| DIRECTIONS |
For the entries below, count the lines containing "ESummaryParams" and give only that number.

[DATA FOR REVIEW — start]

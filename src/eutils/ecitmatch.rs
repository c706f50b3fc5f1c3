//! ECitMatch: PMIDs for bibliographic citations

use tracing::{info, instrument};

use super::client::{Endpoint, EutilsClient};
use super::request::{Eutility, QueryParams, Request, method_for_payload};
use super::session::PipelineStage;
use crate::citation::{CitationMatch, CitationMatchStatus, CitationSet, parse_citation_matches};
use crate::error::{EutilsError, Result};

/// An ECitMatch request
#[derive(Clone)]
pub struct ECitMatch {
    request: Request,
    citations: CitationSet,
}

impl ECitMatch {
    /// Build an ECitMatch request for a set of citations
    ///
    /// # Example
    ///
    /// ```no_run
    /// use entrez_client_rs::{Citation, ECitMatch, EutilsClient};
    ///
    /// #[tokio::main]
    /// async fn main() -> Result<(), Box<dyn std::error::Error>> {
    ///     let client = EutilsClient::new();
    ///     let citations = Citation::new("proc natl acad sci u s a", 1991, 88, 3248, "mann bj", "Art1")
    ///         + Citation::new("science", 1987, 235, 182, "palmenberg ac", "Art2");
    ///
    ///     let mut request = ECitMatch::new(&client, citations)?;
    ///     for m in request.matches().await? {
    ///         println!("{}: {:?} ({:?})", m.key, m.pmid, m.status);
    ///     }
    ///     Ok(())
    /// }
    /// ```
    pub fn new(client: &EutilsClient, citations: impl Into<CitationSet>) -> Result<Self> {
        let citations = citations.into();
        if citations.is_empty() {
            return Err(EutilsError::InvalidQuery(
                "At least one citation is required".to_string(),
            ));
        }

        let mut query = QueryParams::new();
        query.push("db", "pubmed");
        query.push("retmode", "xml");
        // Fields are already encoded; the `|` and `%0D` separators must stay literal
        query.push_raw("bdata", citations.to_bdata());

        let method = method_for_payload(None, citations.len());
        info!(citations_count = citations.len(), "ECitMatch request prepared");
        Ok(Self {
            request: Request::new(client.clone(), Endpoint::ECitMatch, query, method),
            citations,
        })
    }

    pub fn citations(&self) -> &CitationSet {
        &self.citations
    }

    /// Run the request and parse the reply, one entry per recognized line
    #[instrument(skip(self), fields(citations_count = self.citations.len()))]
    pub async fn matches(&mut self) -> Result<Vec<CitationMatch>> {
        let body = self.try_results().await?;
        let matches = parse_citation_matches(&body);

        info!(
            matched_count = matches
                .iter()
                .filter(|m| m.status == CitationMatchStatus::Found)
                .count(),
            "ECitMatch completed"
        );
        Ok(matches)
    }
}

impl Eutility for ECitMatch {
    fn request(&self) -> &Request {
        &self.request
    }

    fn request_mut(&mut self) -> &mut Request {
        &mut self.request
    }

    fn stage(&self) -> PipelineStage {
        PipelineStage::None
    }
}
//! EInfo: database list or statistics for one database

use tracing::info;

use super::client::{Endpoint, EutilsClient, HttpMethod};
use super::parse::{find_within, first_text};
use super::request::{Eutility, QueryParams, Request};
use super::session::PipelineStage;
use crate::error::Result;

/// Parameters of an EInfo request
#[derive(Debug, Clone, PartialEq, Eq)]
pub struct EInfoParams {
    /// Database to describe; empty lists all databases
    pub db: String,
    pub retmode: String,
    pub version: String,
}

impl Default for EInfoParams {
    fn default() -> Self {
        Self {
            db: String::new(),
            retmode: "xml".to_string(),
            version: "2.0".to_string(),
        }
    }
}

impl EInfoParams {
    pub fn new() -> Self {
        Self::default()
    }

    pub fn with_db(mut self, db: impl Into<String>) -> Self {
        self.db = db.into();
        self
    }

    pub fn with_retmode(mut self, retmode: impl Into<String>) -> Self {
        self.retmode = retmode.into();
        self
    }

    pub fn with_version(mut self, version: impl Into<String>) -> Self {
        self.version = version.into();
        self
    }

    fn to_query(&self) -> QueryParams {
        let mut query = QueryParams::new();
        query.push_non_empty("db", self.db.trim());
        query.push_non_empty("retmode", &self.retmode);
        query.push_non_empty("version", &self.version);
        query
    }
}

/// An EInfo request
#[derive(Clone)]
pub struct EInfo {
    request: Request,
    params: EInfoParams,
}

impl EInfo {
    pub fn new(client: &EutilsClient, params: EInfoParams) -> Result<Self> {
        let db = if params.db.is_empty() { "<all>" } else { params.db.as_str() };
        info!(db, "EInfo request prepared");
        Ok(Self {
            request: Request::new(
                client.clone(),
                Endpoint::EInfo,
                params.to_query(),
                HttpMethod::Get,
            ),
            params,
        })
    }

    pub fn params(&self) -> &EInfoParams {
        &self.params
    }

    /// Database names listed by a database-list response
    pub fn databases(&self) -> Vec<String> {
        self.raw()
            .map(|body| find_within(body, "DbList", "DbName"))
            .unwrap_or_default()
    }

    /// Record count of a single-database response
    pub fn record_count(&self) -> Option<u64> {
        self.raw()
            .and_then(|body| first_text(body, "Count"))
            .and_then(|count| count.parse().ok())
    }
}

impl Eutility for EInfo {
    fn request(&self) -> &Request {
        &self.request
    }

    fn request_mut(&mut self) -> &mut Request {
        &mut self.request
    }

    fn stage(&self) -> PipelineStage {
        PipelineStage::None
    }
}
//! Ready-made request chains
//!
//! Each function runs its stages strictly one after another and reports a
//! failure as [`EutilsError::Pipeline`] naming the stage that failed.

use serde::{Deserialize, Serialize};
use tracing::{info, instrument};

use crate::error::{EutilsError, Result};
use crate::eutils::{
    EFetch, EFetchParams, ELink, ELinkParams, ESearch, ESearchParams, ESummary, ESummaryParams,
    Eutility, EutilsClient, LinkCommand, PipelineStage, SessionWindow,
};

/// Result of a pipeline run
#[derive(Debug, Clone, PartialEq, Eq, Serialize, Deserialize)]
pub struct PipelineOutput {
    /// Last stage that ran
    pub stage: PipelineStage,
    /// History session the final request read from or produced
    pub session: SessionWindow,
    /// Raw body of the final response
    pub text: String,
}

/// Settings for the ESearch → ELink → EFetch/ESummary chains
#[derive(Debug, Clone, PartialEq, Eq)]
pub struct PipelineOptions {
    /// Database searched by ESearch and linked from
    pub dbfrom: String,
    /// Database linked to and fetched from
    pub dbto: String,
    pub cmd: LinkCommand,
    /// EFetch return type
    pub rettype: String,
    /// EFetch return mode
    pub retmode: String,
}

impl Default for PipelineOptions {
    fn default() -> Self {
        Self {
            dbfrom: "pubmed".to_string(),
            dbto: "protein".to_string(),
            cmd: LinkCommand::NeighborHistory,
            rettype: "fasta".to_string(),
            retmode: "text".to_string(),
        }
    }
}

impl PipelineOptions {
    pub fn new() -> Self {
        Self::default()
    }

    pub fn with_dbfrom(mut self, dbfrom: impl Into<String>) -> Self {
        self.dbfrom = dbfrom.into();
        self
    }

    pub fn with_dbto(mut self, dbto: impl Into<String>) -> Self {
        self.dbto = dbto.into();
        self
    }

    pub fn with_cmd(mut self, cmd: LinkCommand) -> Self {
        self.cmd = cmd;
        self
    }

    pub fn with_rettype(mut self, rettype: impl Into<String>) -> Self {
        self.rettype = rettype.into();
        self
    }

    pub fn with_retmode(mut self, retmode: impl Into<String>) -> Self {
        self.retmode = retmode.into();
        self
    }
}

/// Attribute an error to `stage`, unless it already names the stage at fault
fn at(stage: PipelineStage) -> impl FnOnce(EutilsError) -> EutilsError {
    move |err| {
        let stage = match &err {
            EutilsError::SessionUnavailable { stage } => *stage,
            _ => stage,
        };
        err.at_stage(stage)
    }
}

/// Build the ESearch and the ELink chained after it
///
/// Building the link runs the search; the link itself runs when the final
/// stage is chained from it. Errors raised while chaining belong to the source.
async fn prepare_link(
    client: &EutilsClient,
    query: &str,
    opts: &PipelineOptions,
) -> Result<ELink> {
    info!(stage = %PipelineStage::ESearch, db = %opts.dbfrom, "Running pipeline stage");
    let mut search = ESearch::new(
        client,
        ESearchParams::new(query)
            .with_db(&opts.dbfrom)
            .with_retmode("xml"),
    )
    .map_err(at(PipelineStage::ESearch))?;

    let link = ELink::from_source(
        client,
        &mut search,
        ELinkParams::new(&opts.dbto)
            .with_dbfrom(&opts.dbfrom)
            .with_cmd(opts.cmd)
            .with_retmode("xml"),
    )
    .await
    .map_err(at(PipelineStage::ESearch))?;

    info!(
        stage = %PipelineStage::ELink,
        dbfrom = %opts.dbfrom,
        dbto = %opts.dbto,
        cmd = %opts.cmd,
        "Running pipeline stage"
    );
    Ok(link)
}

/// ESearch in `dbfrom`, ELink to `dbto`, EFetch the linked records
///
/// # Example
///
/// ```no_run
/// use entrez_client_rs::{EutilsClient, PipelineOptions, pipeline};
///
/// #[tokio::main]
/// async fn main() -> Result<(), Box<dyn std::error::Error>> {
///     let client = EutilsClient::new();
///     let output = pipeline::esearch_elink_efetch(
///         &client,
///         "asthma[mesh] AND leukotrienes[mesh] AND 2009[pdat]",
///         &PipelineOptions::default(),
///     )
///     .await?;
///     println!("{}", output.text);
///     Ok(())
/// }
/// ```
#[instrument(skip(client, opts), fields(dbfrom = %opts.dbfrom, dbto = %opts.dbto))]
pub async fn esearch_elink_efetch(
    client: &EutilsClient,
    query: &str,
    opts: &PipelineOptions,
) -> Result<PipelineOutput> {
    let mut link = prepare_link(client, query, opts).await?;

    info!(stage = %PipelineStage::EFetch, db = %opts.dbto, "Running pipeline stage");
    let mut fetch = EFetch::from_source(
        client,
        &mut link,
        EFetchParams::new()
            .with_db(&opts.dbto)
            .with_rettype(&opts.rettype)
            .with_retmode(&opts.retmode),
    )
    .await
    .map_err(at(PipelineStage::ELink))?;
    let text = fetch
        .try_results()
        .await
        .map_err(at(PipelineStage::EFetch))?;

    Ok(PipelineOutput {
        stage: PipelineStage::EFetch,
        session: link.session().clone(),
        text,
    })
}

/// [`esearch_elink_efetch`] returning XML records
pub async fn esearch_elink_efetch_xml(
    client: &EutilsClient,
    query: &str,
    opts: &PipelineOptions,
) -> Result<PipelineOutput> {
    let opts = opts.clone().with_retmode("xml");
    esearch_elink_efetch(client, query, &opts).await
}

/// [`esearch_elink_efetch`] returning ASN.1 records
pub async fn esearch_elink_efetch_asn1(
    client: &EutilsClient,
    query: &str,
    opts: &PipelineOptions,
) -> Result<PipelineOutput> {
    let opts = opts.clone().with_retmode("asn.1");
    esearch_elink_efetch(client, query, &opts).await
}

/// ESearch in `dbfrom`, ELink to `dbto`, ESummary of the linked records
///
/// `rettype` and `retmode` of the options are not used; summaries are XML.
#[instrument(skip(client, opts), fields(dbfrom = %opts.dbfrom, dbto = %opts.dbto))]
pub async fn esearch_elink_esummary(
    client: &EutilsClient,
    query: &str,
    opts: &PipelineOptions,
) -> Result<PipelineOutput> {
    let mut link = prepare_link(client, query, opts).await?;

    info!(stage = %PipelineStage::ESummary, db = %opts.dbto, "Running pipeline stage");
    let mut summary = ESummary::from_source(
        client,
        &mut link,
        ESummaryParams::new().with_db(&opts.dbto),
    )
    .await
    .map_err(at(PipelineStage::ELink))?;
    let text = summary
        .try_results()
        .await
        .map_err(at(PipelineStage::ESummary))?;

    Ok(PipelineOutput {
        stage: PipelineStage::ESummary,
        session: link.session().clone(),
        text,
    })
}

/// Single ESearch with history enabled
#[instrument(skip(client))]
pub async fn esearch(client: &EutilsClient, query: &str, db: &str) -> Result<PipelineOutput> {
    let mut search = ESearch::new(client, ESearchParams::new(query).with_db(db))
        .map_err(at(PipelineStage::ESearch))?;
    let text = search
        .try_results()
        .await
        .map_err(at(PipelineStage::ESearch))?;

    Ok(PipelineOutput {
        stage: PipelineStage::ESearch,
        session: search.session().cloned().unwrap_or_default(),
        text,
    })
}

/// Single ELink from UIDs in `dbfrom` to `db`
#[instrument(skip(client, ids), fields(ids_count = ids.len()))]
pub async fn elink(
    client: &EutilsClient,
    ids: &[String],
    dbfrom: &str,
    db: &str,
    cmd: LinkCommand,
) -> Result<PipelineOutput> {
    let mut link = ELink::new(
        client,
        ELinkParams::new(db)
            .with_dbfrom(dbfrom)
            .with_cmd(cmd)
            .with_ids(ids),
    )
    .map_err(at(PipelineStage::ELink))?;
    let text = link
        .try_results()
        .await
        .map_err(at(PipelineStage::ELink))?;

    Ok(PipelineOutput {
        stage: PipelineStage::ELink,
        session: link.session().clone(),
        text,
    })
}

[DATA FOR REVIEW — finish]

| WRITTEN SOLUTION |
2